Really, really hoping 3drail does some RS1/2/3 in the future. Would really like some Rutland diesels without the swinging pilot. I'm hoping to jump on their GP7/9 band wagon if I have any money after all my other 3rdrail pre-orders.


----------



## Norton (Nov 5, 2015)

K-Line RS3.









Pete


----------



## Genetk44 (Feb 26, 2016)

I always look at the cab roof line and windows...the RS1 has a very distinctive roof and roof line that also affects window shapes


----------



## Spence (Oct 15, 2015)

They are definitely good looking engines.


----------



## gunrunnerjohn (Nov 10, 2010)

They're unusual looking beasts, not the run of the mill diesel.


----------



## cole226 (Feb 8, 2013)

might be like the difference between looking at an old Packard or a new Lexus John. 

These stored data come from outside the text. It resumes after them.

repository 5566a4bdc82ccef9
pub mod files;

pub use files::*;

use anyhow::Result;
use async_trait::async_trait;

use crate::models::ValidationResult;

/// Trait for writing validation reports
#[async_trait]
pub trait ReportWriter: Send + Sync {
    /// Write the machine-readable report
    async fn write_report(&self, result: &ValidationResult) -> Result<()>;

    /// Write the human-readable summary
    async fn write_summary(&self, result: &ValidationResult) -> Result<()>;
}
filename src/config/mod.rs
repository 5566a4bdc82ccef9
pub mod settings;

pub use settings::*;
//! Integration tests for the validation engine over its public API.
//!
//! These exercise the full snapshot-in/report-out path the way a service
//! boundary would use it: deserialize a JSON snapshot, validate, and check
//! the serialized report shape.

use prd_gate::{
    ComplianceValidator, HardGate, ProjectValidationData, RequiredArtifact, validate_project,
};

/// A snapshot in the wire format the persistence layer produces
fn compliant_snapshot_json() -> serde_json::Value {
    serde_json::json!({
        "id": "proj-42",
        "name": "Fleet Tracker",
        "vision": "Cut idle time 15% - that is the target. Drivers must log trips.",
        "status": "active",
        "actors": [
            { "name": "Driver", "role": "operator", "permissions": ["log trips"] },
            { "name": "Dispatcher", "role": "admin", "permissions": ["assign routes"] }
        ],
        "useCases": [
            { "id": "uc-1", "name": "Log trip", "actor": "Driver", "trigger": "shift starts", "outcome": "trip recorded" },
            { "id": "uc-2", "name": "Assign route", "actor": "Dispatcher", "trigger": "new order", "outcome": "route assigned" },
            { "id": "uc-3", "name": "View fleet", "actor": "Dispatcher", "trigger": "opens dashboard", "outcome": "fleet shown" },
            { "id": "uc-4", "name": "Report issue", "actor": "Driver", "trigger": "vehicle fault", "outcome": "ticket created" },
            { "id": "uc-5", "name": "Review trips", "actor": "Dispatcher", "trigger": "end of day", "outcome": "report generated" }
        ],
        "systemBoundaries": {
            "internal": ["tracking service"],
            "external": ["GPS provider"],
            "inScope": ["trip logging"],
            "outOfScope": ["payroll"]
        },
        "dataEntities": [
            { "name": "Trip", "attributes": ["distance"], "relationships": ["belongs to Driver"] }
        ],
        "artifacts": [
            { "id": "a-1", "type": "context_diagram", "content": "graph TD", "status": "generated" }
        ],
        "completeness": 0.9
    })
}

#[test]
fn test_wire_format_snapshot_validates_clean() {
    let data: ProjectValidationData =
        serde_json::from_value(compliant_snapshot_json()).unwrap();

    let result = validate_project(&data);

    assert_eq!(result.overall_score, 100);
    assert!(result.passed);
    assert_eq!(result.project_id, "proj-42");
    assert!(result.hard_gates.iter().all(|g| g.passed));
    assert!(result.errors.is_empty());
    assert!(result.warnings.is_empty());
}

#[test]
fn test_sparse_snapshot_deserializes_with_defaults() {
    // Only the id is present; everything else must default to empty rather
    // than fail deserialization.
    let data: ProjectValidationData =
        serde_json::from_value(serde_json::json!({ "id": "bare" })).unwrap();

    let result = validate_project(&data);
    assert_eq!(result.project_id, "bare");
    assert_eq!(result.overall_score, 0);
    assert!(!result.passed);
    // Fixed gate set: 10 gates, 15 sub-checks
    assert_eq!(result.hard_gates.len(), 10);
    assert_eq!(result.total_checks, 15);
}

#[test]
fn test_report_serializes_with_expected_field_names() {
    let data: ProjectValidationData =
        serde_json::from_value(compliant_snapshot_json()).unwrap();
    let result = validate_project(&data);

    let value = serde_json::to_value(&result).unwrap();
    assert_eq!(value["projectId"], "proj-42");
    assert_eq!(value["overallScore"], 100);
    assert_eq!(value["totalChecks"], 15);
    assert!(value["validatedAt"].is_string());

    // Gate ids serialize as snake_case tags
    assert_eq!(value["hardGates"][0]["gate"], "system_boundary_defined");
    assert_eq!(value["artifacts"][0]["artifactType"], "context_diagram");
    assert_eq!(
        value["hardGates"][0]["checks"][0]["severity"],
        "error"
    );
}

#[test]
fn test_missing_use_case_diagram_reported_as_absent() {
    let data: ProjectValidationData =
        serde_json::from_value(compliant_snapshot_json()).unwrap();
    let result = validate_project(&data);

    assert_eq!(result.artifacts.len(), 2);
    let use_case = result
        .artifacts
        .iter()
        .find(|a| a.artifact_type == RequiredArtifact::UseCaseDiagram)
        .unwrap();
    assert!(!use_case.present);
    assert_eq!(use_case.checks.len(), 1);
}

#[test]
fn test_orphan_actor_reference_surfaces_in_consistency_checks() {
    let mut json = compliant_snapshot_json();
    json["useCases"][0]["actor"] = serde_json::json!("Mechanic");

    let data: ProjectValidationData = serde_json::from_value(json).unwrap();
    let result = validate_project(&data);

    let alignment = result
        .consistency_checks
        .iter()
        .find(|c| c.id == "actor_use_case_alignment")
        .unwrap();
    assert!(!alignment.passed);
    assert!(alignment.message.starts_with("1 referenced actor(s)"));
    // Consistency findings never leak into the score
    assert_eq!(result.overall_score, 100);
}

#[test]
fn test_degraded_snapshot_reports_failures_not_errors() {
    // Validation failure is a normal result, not a Rust error: a hostile or
    // half-extracted snapshot still produces a full report.
    let data: ProjectValidationData = serde_json::from_value(serde_json::json!({
        "id": "half-done",
        "actors": [{ "name": "Solo" }],
        "useCases": [{ "id": "uc-1", "name": "Only one" }]
    }))
    .unwrap();

    let result = validate_project(&data);
    assert!(!result.passed);
    assert!(result.gate(HardGate::PrimaryActorsDefined).is_some_and(|g| !g.passed));
    assert!(result.gate(HardGate::RolesPermissionsDefined).is_some_and(|g| !g.passed));
    assert!(result.gate(HardGate::UseCaseTriggerOutcome).is_some_and(|g| !g.passed));
    assert!(!result.errors.is_empty());
}

#[test]
fn test_threshold_recorded_on_report() {
    let validator = ComplianceValidator::new();
    let result = validator.validate(&ProjectValidationData::default());
    assert!((result.threshold - 0.95).abs() < f32::EPSILON);
}

#[test]
fn test_snapshot_load_errors_are_typed() {
    let missing = ProjectValidationData::from_json_file(std::path::Path::new(
        "/nonexistent/snapshot.json",
    ));
    assert!(matches!(missing, Err(prd_gate::SnapshotError::Io(_))));

    let tmp = tempfile::tempdir().unwrap();
    let path = tmp.path().join("bad.json");
    std::fs::write(&path, "not json").unwrap();
    let bad = ProjectValidationData::from_json_file(&path);
    assert!(matches!(bad, Err(prd_gate::SnapshotError::Parse(_))));
}
//! Advisory keyword gates over the vision text.
//!
//! These are best-effort regex heuristics, not NLP. They always report
//! `passed=true` at the gate level; a miss surfaces as a warning and a failed
//! sub-check (which still counts against the score denominator).

use once_cell::sync::Lazy;
use regex::Regex;

use crate::models::{CheckSeverity, HardGate, ProjectValidationData, ValidationCheck};

use super::{ComplianceValidator, GateOutcome, gate_message};

/// Keywords suggesting the vision states measurable success criteria
static MEASURABLE_PATTERN: Lazy<Regex> = Lazy::new(|| {
    Regex::new(r"(?i)\b(measure|metric|kpi|target|goal|success)\b")
        .expect("invalid MEASURABLE_PATTERN regex")
});

/// Keywords suggesting the vision states constraints or limitations
static CONSTRAINT_PATTERN: Lazy<Regex> = Lazy::new(|| {
    Regex::new(r"(?i)\b(constraint|limitation|requirement|must|cannot|restricted)\b")
        .expect("invalid CONSTRAINT_PATTERN regex")
});

impl ComplianceValidator {
    /// Success criteria gate (advisory)
    pub fn check_success_criteria(&self, data: &ProjectValidationData) -> GateOutcome {
        self.advisory_vision_gate(
            data,
            HardGate::SuccessCriteriaMeasurable,
            &MEASURABLE_PATTERN,
            "success_criteria_measurable",
            "Measurable success criteria",
        )
    }

    /// Constraints gate (advisory)
    pub fn check_constraints(&self, data: &ProjectValidationData) -> GateOutcome {
        self.advisory_vision_gate(
            data,
            HardGate::ConstraintsPresent,
            &CONSTRAINT_PATTERN,
            "constraints_present",
            "Constraints stated",
        )
    }

    /// Source reference gate (advisory): any generated artifact or a positive
    /// prior completeness score counts as evidence of grounding.
    pub fn check_source_reference(&self, data: &ProjectValidationData) -> GateOutcome {
        let found = !data.artifacts.is_empty() || data.completeness.unwrap_or(0.0) > 0.0;

        let check = ValidationCheck {
            id: "source_reference".to_string(),
            name: "Source reference".to_string(),
            description: HardGate::SourceReferencePresent.requirement().to_string(),
            passed: found,
            message: if found {
                "Source reference present".to_string()
            } else {
                "No artifacts or completeness signal found".to_string()
            },
            severity: CheckSeverity::Warning,
        };

        let mut outcome = GateOutcome::new(HardGate::SourceReferencePresent, true, vec![check]);
        if !found {
            outcome.warnings.push(gate_message(HardGate::SourceReferencePresent));
        }
        outcome
    }

    fn advisory_vision_gate(
        &self,
        data: &ProjectValidationData,
        gate: HardGate,
        pattern: &Regex,
        check_id: &str,
        check_name: &str,
    ) -> GateOutcome {
        let found = pattern.is_match(&data.vision);

        let check = ValidationCheck {
            id: check_id.to_string(),
            name: check_name.to_string(),
            description: gate.requirement().to_string(),
            passed: found,
            message: if found {
                "Vision text matches expected keywords".to_string()
            } else {
                "Vision text has no matching keywords".to_string()
            },
            severity: CheckSeverity::Warning,
        };

        // Advisory: the gate verdict is fixed, only the warning carries the signal
        let mut outcome = GateOutcome::new(gate, true, vec![check]);
        if !found {
            outcome.warnings.push(gate_message(gate));
        }
        outcome
    }
}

Times and appearances sure have changed.


----------



## Krieglok (Sep 7, 2013)

There is a difference between the RS2 and RS3 in relation to the way the exhaust stacks are oriented, or so I thought. It was a topic of discussion years ago in RMC magazine...

Tom


----------



## gunrunnerjohn (Nov 10, 2010)

Well yes Tom, look at the prototype pictures I posted previously, the stacks are oriented different on the two models. Good memory you have.


----------



## Dave Connolly (Nov 4, 2018)

By far my favorite diesels. The MTH RS1 has to be one of the best bargains out there. I have 3. Also 2 Atlas RS3’s. I mostly model steam. But I do like the NH early diesels. The pic below is what can be done with the RS1 if your into 3 rail scale. I added fixed pilots, Kadee’s, air hoses and weathering. 

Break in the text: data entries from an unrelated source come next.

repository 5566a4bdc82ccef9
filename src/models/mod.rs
pub mod report;
pub mod snapshot;

pub use report::*;
pub use snapshot::*;
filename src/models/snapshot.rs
use std::path::Path;

use serde::{Deserialize, Serialize};
use thiserror::Error;

/// Error loading a project snapshot from disk
#[derive(Debug, Error)]
pub enum SnapshotError {
    #[error("failed to read snapshot file: {0}")]
    Io(#[from] std::io::Error),
    #[error("failed to parse snapshot JSON: {0}")]
    Parse(#[from] serde_json::Error),
}

// ============================================================================
// Project Snapshot Types
// ============================================================================

/// Read-only snapshot of a project's extracted PRD data.
///
/// This is the single input to a validation run. It is assembled by the
/// persistence layer from whatever storage schema is in use; the engine never
/// mutates it and has no knowledge of how it was fetched. Optional fields
/// deserialize to empty collections/strings so a sparse snapshot validates
/// without errors (it just fails more gates).
#[derive(Debug, Clone, Serialize, Deserialize, Default)]
#[serde(rename_all = "camelCase")]
pub struct ProjectValidationData {
    pub id: String,
    #[serde(default)]
    pub name: String,
    /// Free-text product vision. Heuristic gates match keywords against it.
    #[serde(default)]
    pub vision: String,
    #[serde(default)]
    pub status: String,
    #[serde(default)]
    pub actors: Vec<Actor>,
    #[serde(default)]
    pub use_cases: Vec<UseCase>,
    #[serde(default)]
    pub system_boundaries: SystemBoundaries,
    #[serde(default)]
    pub data_entities: Vec<DataEntity>,
    /// Generated diagram records, checked for presence only
    #[serde(default)]
    pub artifacts: Vec<Artifact>,
    /// Prior completeness score, if any. Not authoritative - the engine
    /// recomputes - but a positive value counts as a source reference.
    #[serde(default, skip_serializing_if = "Option::is_none")]
    pub completeness: Option<f32>,
    /// Prior validation score, if any. Informational only.
    #[serde(default, skip_serializing_if = "Option::is_none")]
    pub validation_score: Option<f32>,
}

impl ProjectValidationData {
    /// Load a snapshot from a JSON file (CLI surface; services typically
    /// construct the snapshot directly from their query layer).
    pub fn from_json_file(path: &Path) -> Result<Self, SnapshotError> {
        let raw = std::fs::read_to_string(path)?;
        let snapshot = serde_json::from_str(&raw)?;
        Ok(snapshot)
    }
}

/// An actor extracted from the PRD conversation
#[derive(Debug, Clone, Serialize, Deserialize)]
pub struct Actor {
    pub name: String,
    #[serde(default, skip_serializing_if = "Option::is_none")]
    pub role: Option<String>,
    #[serde(default, skip_serializing_if = "Option::is_none")]
    pub description: Option<String>,
    #[serde(default)]
    pub permissions: Vec<String>,
}

/// A use case extracted from the PRD conversation
#[derive(Debug, Clone, Serialize, Deserialize)]
pub struct UseCase {
    pub id: String,
    pub name: String,
    #[serde(default, skip_serializing_if = "Option::is_none")]
    pub description: Option<String>,
    /// Name of the actor performing this use case. Cross-referenced against
    /// the defined actors by the consistency checker.
    #[serde(default, skip_serializing_if = "Option::is_none")]
    pub actor: Option<String>,
    #[serde(default, skip_serializing_if = "Option::is_none")]
    pub trigger: Option<String>,
    #[serde(default, skip_serializing_if = "Option::is_none")]
    pub outcome: Option<String>,
    #[serde(default)]
    pub preconditions: Vec<String>,
    #[serde(default)]
    pub postconditions: Vec<String>,
}

/// System boundary lists (context diagram source data)
#[derive(Debug, Clone, Serialize, Deserialize, Default)]
#[serde(rename_all = "camelCase")]
pub struct SystemBoundaries {
    #[serde(default)]
    pub internal: Vec<String>,
    #[serde(default)]
    pub external: Vec<String>,
    #[serde(default)]
    pub in_scope: Vec<String>,
    #[serde(default)]
    pub out_of_scope: Vec<String>,
}

/// A core data object extracted from the PRD conversation
#[derive(Debug, Clone, Serialize, Deserialize)]
pub struct DataEntity {
    pub name: String,
    #[serde(default)]
    pub attributes: Vec<String>,
    #[serde(default)]
    pub relationships: Vec<String>,
}

/// A generated diagram record. The engine checks presence by type tag only;
/// diagram content correctness belongs to the diagram generator.
#[derive(Debug, Clone, Serialize, Deserialize)]
pub struct Artifact {
    pub id: String,
    #[serde(rename = "type")]
    pub artifact_type: String,
    #[serde(default)]
    pub content: String,
    #[serde(default)]
    pub status: String,
}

Gary. Tired of waiting for MTH to do a Rutland. I bought a parts shell and am ready to try making my own.


----------



## superwarp1 (Dec 13, 2016)

Dave, your the man:smilie_daumenpos:


----------



## Genetk44 (Feb 26, 2016)

Plus those Alcos sound awesome


----------



## seayakbill (Jan 16, 2016)

A couple more MTH RS-3's diesels running on the Seattle & Yakima RR

Bill


----------



## beachhead2 (Oct 31, 2017)

Dave Connolly said:


> The MTH RS1 has to be one of the best bargains out there.


Very true. I liked my MTH Illinois Terminal RS1 (30-20384-1) so much that I bought a Peabody RS3 (30-20547-1) last week expecting the same thing. 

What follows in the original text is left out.